• [Work instructions]:
Below are records; reproduce exactly the lines from the one that has "#[derive(Debug, Clone, thiserror::Error)]" through the one that has "appeared more than", ends included, and nothing more.

╭─ Extracted information

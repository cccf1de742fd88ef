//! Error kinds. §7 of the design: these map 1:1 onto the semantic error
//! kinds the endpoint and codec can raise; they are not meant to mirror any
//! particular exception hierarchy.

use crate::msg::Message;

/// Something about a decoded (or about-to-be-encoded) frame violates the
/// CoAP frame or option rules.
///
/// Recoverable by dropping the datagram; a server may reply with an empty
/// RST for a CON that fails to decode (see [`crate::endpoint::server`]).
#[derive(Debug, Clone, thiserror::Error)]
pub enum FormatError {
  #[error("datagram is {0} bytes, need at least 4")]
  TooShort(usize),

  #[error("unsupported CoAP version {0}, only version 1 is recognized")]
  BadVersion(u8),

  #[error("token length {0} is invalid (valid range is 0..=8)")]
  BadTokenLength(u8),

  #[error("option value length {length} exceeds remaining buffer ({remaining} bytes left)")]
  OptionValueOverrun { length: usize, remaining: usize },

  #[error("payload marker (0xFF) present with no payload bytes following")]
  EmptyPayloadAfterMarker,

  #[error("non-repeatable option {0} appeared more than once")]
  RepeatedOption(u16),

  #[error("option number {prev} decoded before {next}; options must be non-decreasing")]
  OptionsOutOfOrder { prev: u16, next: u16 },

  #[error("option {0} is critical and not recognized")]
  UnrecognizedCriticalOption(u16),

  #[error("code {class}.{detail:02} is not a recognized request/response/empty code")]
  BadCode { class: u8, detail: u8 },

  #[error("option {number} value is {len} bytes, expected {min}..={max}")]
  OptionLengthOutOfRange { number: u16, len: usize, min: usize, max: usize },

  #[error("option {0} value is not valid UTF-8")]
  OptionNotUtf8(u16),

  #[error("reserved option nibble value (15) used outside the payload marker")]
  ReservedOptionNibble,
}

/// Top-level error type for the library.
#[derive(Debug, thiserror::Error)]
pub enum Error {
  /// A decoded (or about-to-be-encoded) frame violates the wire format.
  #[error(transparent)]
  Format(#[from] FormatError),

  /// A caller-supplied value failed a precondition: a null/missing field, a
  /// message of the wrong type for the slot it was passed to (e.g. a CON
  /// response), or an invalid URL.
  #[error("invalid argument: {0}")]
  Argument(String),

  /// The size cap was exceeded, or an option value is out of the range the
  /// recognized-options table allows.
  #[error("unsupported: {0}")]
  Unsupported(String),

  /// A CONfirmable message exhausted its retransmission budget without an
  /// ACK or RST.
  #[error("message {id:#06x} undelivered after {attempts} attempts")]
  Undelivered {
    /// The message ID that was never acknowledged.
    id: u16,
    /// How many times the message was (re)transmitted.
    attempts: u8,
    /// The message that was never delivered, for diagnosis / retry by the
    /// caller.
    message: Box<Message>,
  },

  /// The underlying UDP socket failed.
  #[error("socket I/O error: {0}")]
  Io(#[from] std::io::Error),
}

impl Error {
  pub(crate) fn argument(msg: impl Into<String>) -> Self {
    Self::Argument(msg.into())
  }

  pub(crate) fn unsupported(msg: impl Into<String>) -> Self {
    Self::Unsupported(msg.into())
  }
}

╰─
╭─ Extracted information

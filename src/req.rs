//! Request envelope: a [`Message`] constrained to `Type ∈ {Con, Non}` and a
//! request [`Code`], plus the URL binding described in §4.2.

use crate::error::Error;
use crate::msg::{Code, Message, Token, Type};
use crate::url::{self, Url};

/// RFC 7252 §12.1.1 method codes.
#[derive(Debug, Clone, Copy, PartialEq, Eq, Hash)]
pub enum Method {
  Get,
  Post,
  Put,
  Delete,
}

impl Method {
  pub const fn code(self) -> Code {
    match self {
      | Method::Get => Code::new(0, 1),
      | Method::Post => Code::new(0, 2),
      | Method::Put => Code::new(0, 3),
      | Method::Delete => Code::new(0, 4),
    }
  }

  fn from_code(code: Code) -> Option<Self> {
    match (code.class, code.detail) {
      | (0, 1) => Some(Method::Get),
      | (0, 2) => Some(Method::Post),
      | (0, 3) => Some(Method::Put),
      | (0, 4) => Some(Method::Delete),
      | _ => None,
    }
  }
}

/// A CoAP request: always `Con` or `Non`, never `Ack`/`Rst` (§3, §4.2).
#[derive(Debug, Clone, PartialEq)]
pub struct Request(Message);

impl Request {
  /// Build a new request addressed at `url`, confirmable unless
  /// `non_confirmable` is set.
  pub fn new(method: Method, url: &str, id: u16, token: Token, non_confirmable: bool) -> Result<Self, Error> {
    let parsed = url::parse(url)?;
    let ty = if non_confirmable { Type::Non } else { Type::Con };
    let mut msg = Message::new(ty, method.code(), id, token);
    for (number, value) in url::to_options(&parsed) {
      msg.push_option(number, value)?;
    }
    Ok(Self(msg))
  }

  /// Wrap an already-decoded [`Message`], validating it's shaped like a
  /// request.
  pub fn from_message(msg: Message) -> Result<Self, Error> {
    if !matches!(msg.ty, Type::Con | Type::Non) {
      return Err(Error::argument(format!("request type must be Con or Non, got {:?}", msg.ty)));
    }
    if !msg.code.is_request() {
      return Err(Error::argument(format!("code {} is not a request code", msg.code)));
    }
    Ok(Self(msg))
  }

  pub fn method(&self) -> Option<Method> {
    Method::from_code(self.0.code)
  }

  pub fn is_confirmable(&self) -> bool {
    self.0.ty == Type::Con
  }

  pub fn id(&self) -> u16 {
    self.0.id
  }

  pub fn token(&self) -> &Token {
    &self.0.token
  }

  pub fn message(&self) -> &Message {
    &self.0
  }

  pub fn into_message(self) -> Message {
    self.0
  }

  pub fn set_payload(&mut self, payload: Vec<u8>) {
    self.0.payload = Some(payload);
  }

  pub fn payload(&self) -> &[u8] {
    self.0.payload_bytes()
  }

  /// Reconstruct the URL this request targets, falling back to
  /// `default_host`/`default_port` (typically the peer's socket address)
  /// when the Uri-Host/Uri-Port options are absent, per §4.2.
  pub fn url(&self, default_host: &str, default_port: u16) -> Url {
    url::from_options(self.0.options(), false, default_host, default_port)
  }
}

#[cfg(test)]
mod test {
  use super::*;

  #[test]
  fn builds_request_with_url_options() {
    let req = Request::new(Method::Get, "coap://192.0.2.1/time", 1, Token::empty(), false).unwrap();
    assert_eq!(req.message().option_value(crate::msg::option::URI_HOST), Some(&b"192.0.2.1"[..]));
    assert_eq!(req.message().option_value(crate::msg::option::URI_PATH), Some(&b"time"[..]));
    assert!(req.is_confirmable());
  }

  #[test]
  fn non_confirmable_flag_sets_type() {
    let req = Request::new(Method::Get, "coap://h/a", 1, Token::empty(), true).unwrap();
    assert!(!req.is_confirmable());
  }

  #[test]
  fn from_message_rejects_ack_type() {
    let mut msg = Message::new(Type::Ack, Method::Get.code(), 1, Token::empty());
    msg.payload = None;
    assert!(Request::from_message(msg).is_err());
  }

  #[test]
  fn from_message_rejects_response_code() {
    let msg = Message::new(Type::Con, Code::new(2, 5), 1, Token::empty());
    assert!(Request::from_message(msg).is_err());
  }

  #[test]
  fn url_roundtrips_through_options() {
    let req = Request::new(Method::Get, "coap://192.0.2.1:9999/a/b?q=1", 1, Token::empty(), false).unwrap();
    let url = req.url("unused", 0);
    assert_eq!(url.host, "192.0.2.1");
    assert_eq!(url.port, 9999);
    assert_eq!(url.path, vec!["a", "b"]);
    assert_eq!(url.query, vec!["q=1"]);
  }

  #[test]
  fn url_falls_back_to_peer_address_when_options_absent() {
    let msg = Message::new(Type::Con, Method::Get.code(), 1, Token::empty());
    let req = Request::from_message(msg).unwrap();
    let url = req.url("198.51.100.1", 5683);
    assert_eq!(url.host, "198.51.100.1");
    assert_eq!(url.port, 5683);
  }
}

╰─

• [Your solution]:
#[derive(Debug, Clone, thiserror::Error)]
pub enum FormatError {
  #[error("datagram is {0} bytes, need at least 4")]
  TooShort(usize),

  #[error("unsupported CoAP version {0}, only version 1 is recognized")]
  BadVersion(u8),

  #[error("token length {0} is invalid (valid range is 0..=8)")]
  BadTokenLength(u8),

  #[error("option value length {length} exceeds remaining buffer ({remaining} bytes left)")]
  OptionValueOverrun { length: usize, remaining: usize },

  #[error("payload marker (0xFF) present with no payload bytes following")]
  EmptyPayloadAfterMarker,

  #[error("non-repeatable option {0} appeared more than once")]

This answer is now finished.